→ **Action item**: In the records below, count every line that includes the word "required". Provide the total alone.

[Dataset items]
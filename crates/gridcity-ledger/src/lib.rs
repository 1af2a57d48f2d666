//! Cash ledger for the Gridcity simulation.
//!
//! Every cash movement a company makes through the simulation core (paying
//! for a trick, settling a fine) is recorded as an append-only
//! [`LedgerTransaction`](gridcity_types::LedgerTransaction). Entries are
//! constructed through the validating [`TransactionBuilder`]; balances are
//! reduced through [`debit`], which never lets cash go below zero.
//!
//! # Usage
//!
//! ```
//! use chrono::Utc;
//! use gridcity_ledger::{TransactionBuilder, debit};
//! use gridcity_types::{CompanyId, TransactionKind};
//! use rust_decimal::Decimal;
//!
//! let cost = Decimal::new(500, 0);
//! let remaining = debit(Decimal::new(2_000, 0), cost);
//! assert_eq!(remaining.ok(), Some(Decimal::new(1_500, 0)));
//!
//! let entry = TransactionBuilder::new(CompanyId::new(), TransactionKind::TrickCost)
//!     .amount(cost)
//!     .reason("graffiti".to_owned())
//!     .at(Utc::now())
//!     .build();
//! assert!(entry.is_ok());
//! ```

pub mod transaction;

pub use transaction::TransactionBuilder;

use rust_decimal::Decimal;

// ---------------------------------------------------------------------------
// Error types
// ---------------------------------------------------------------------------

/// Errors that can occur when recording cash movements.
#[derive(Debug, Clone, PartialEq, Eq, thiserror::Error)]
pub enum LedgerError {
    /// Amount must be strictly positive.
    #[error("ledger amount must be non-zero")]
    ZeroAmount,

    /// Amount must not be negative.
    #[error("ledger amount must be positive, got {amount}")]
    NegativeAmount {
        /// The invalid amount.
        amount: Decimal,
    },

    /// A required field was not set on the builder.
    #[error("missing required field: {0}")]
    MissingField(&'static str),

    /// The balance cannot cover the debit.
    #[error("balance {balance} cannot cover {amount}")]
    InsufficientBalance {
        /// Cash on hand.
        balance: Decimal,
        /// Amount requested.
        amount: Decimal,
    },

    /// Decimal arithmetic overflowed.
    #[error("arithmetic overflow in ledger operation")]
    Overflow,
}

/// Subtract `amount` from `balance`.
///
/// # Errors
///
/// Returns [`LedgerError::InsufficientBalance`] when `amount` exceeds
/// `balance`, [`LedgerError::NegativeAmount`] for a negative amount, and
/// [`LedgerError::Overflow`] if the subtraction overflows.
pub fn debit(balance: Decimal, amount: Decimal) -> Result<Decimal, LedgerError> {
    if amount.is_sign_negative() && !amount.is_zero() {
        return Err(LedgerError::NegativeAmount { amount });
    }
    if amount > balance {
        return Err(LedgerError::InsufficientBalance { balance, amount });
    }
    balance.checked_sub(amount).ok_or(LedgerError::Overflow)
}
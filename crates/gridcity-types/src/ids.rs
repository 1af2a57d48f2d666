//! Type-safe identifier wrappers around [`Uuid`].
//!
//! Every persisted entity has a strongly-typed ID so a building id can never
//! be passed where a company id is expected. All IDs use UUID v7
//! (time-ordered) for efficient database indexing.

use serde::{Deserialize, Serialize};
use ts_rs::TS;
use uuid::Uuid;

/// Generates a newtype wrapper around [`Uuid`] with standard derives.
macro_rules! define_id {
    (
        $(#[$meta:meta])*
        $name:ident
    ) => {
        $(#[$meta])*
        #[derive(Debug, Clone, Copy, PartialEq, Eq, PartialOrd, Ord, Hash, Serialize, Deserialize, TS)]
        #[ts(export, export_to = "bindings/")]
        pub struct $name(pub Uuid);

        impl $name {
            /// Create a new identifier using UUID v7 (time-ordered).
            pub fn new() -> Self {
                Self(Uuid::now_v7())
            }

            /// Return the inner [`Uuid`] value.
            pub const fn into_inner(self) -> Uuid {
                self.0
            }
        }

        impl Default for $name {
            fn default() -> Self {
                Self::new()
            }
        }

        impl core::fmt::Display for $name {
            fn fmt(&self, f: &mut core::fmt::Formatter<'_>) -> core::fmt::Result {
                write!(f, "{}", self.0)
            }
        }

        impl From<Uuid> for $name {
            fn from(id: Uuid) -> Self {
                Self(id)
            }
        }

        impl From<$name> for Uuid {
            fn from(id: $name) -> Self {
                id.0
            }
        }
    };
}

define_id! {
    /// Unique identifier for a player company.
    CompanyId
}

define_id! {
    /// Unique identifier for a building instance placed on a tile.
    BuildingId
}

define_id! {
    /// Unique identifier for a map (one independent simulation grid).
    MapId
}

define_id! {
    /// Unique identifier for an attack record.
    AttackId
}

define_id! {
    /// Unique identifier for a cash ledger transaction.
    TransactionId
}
==
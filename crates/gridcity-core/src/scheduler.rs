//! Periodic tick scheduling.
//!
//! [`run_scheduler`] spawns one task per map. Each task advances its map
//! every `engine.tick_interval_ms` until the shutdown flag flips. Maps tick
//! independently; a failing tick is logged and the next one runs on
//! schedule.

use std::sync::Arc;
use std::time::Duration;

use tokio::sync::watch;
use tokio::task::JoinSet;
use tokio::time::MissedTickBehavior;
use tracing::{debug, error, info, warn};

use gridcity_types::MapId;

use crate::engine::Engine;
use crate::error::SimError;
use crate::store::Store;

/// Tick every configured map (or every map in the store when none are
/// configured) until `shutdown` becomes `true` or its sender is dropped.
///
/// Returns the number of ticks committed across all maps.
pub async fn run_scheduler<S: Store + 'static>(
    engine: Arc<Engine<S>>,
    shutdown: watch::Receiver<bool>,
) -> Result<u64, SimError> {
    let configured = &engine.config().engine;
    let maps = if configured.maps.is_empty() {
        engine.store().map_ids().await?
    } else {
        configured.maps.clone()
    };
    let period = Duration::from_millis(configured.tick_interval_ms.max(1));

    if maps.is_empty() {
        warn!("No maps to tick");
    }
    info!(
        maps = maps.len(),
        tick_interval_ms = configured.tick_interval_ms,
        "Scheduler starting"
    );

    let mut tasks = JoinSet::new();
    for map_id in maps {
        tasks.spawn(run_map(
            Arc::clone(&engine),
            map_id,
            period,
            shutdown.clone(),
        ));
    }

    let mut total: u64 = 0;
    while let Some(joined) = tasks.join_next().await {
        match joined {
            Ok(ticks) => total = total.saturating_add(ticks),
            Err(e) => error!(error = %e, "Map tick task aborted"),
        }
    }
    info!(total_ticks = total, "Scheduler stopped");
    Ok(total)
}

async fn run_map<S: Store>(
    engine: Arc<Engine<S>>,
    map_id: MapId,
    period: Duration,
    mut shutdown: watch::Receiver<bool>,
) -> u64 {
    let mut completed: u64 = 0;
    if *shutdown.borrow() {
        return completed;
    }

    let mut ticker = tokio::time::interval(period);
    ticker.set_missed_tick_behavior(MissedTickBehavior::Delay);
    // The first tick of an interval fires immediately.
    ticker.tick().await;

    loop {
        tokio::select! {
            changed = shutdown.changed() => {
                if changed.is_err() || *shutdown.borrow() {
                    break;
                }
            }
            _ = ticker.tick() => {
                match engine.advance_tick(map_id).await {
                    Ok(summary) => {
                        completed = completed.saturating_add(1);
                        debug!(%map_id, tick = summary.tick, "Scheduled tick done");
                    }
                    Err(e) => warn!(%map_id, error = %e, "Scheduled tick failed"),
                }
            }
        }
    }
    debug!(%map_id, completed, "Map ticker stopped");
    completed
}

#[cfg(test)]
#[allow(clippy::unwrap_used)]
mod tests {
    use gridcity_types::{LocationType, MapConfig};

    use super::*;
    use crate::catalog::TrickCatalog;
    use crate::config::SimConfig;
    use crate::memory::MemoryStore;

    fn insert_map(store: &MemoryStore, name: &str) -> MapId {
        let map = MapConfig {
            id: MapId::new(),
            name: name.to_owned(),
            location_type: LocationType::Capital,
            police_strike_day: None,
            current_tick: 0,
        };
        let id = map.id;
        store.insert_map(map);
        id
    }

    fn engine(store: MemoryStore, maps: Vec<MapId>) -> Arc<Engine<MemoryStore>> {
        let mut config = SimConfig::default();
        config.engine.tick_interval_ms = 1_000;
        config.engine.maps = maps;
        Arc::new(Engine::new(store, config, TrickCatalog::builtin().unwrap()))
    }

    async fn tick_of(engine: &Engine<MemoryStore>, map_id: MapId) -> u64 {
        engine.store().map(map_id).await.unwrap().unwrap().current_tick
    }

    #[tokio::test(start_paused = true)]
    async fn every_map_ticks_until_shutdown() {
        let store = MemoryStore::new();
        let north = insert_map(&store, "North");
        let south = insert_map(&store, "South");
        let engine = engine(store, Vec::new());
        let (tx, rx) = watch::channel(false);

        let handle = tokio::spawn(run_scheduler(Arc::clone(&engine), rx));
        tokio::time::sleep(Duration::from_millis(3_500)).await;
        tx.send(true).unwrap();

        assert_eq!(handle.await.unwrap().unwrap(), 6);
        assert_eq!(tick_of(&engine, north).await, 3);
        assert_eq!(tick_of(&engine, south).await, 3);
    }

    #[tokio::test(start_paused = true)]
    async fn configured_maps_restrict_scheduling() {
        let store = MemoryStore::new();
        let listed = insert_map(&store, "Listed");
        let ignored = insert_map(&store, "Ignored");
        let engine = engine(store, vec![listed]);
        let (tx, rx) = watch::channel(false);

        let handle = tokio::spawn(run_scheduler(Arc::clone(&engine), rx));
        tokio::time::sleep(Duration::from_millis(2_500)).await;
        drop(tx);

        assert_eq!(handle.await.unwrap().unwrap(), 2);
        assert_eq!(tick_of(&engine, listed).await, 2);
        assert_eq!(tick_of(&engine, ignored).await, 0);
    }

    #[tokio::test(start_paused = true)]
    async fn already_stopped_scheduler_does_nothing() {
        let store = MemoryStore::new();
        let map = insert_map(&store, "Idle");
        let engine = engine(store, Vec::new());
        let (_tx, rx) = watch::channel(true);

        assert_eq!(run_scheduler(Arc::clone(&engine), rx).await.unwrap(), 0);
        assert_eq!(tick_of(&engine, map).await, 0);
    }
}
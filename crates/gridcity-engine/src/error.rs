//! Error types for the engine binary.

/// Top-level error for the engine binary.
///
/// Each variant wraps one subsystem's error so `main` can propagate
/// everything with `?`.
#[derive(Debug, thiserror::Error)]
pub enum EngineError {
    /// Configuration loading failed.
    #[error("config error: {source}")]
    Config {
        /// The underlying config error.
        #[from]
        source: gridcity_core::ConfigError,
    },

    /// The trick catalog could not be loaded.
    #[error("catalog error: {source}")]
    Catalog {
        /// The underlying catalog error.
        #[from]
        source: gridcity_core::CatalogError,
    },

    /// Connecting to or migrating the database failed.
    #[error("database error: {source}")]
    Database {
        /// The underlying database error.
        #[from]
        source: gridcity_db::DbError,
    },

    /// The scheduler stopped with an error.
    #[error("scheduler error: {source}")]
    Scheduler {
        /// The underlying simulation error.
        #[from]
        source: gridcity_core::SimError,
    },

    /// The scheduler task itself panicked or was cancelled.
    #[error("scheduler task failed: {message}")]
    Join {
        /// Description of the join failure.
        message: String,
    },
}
* * *
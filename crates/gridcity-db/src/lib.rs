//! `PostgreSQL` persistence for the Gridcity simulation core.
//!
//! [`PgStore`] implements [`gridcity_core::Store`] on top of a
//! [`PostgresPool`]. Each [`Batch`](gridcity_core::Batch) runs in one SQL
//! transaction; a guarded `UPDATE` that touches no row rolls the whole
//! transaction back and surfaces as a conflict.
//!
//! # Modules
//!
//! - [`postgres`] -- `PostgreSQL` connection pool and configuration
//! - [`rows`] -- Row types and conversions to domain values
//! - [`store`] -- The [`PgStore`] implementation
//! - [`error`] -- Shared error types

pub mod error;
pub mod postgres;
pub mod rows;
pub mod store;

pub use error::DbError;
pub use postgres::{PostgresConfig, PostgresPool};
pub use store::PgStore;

→ **Result of the task**: 2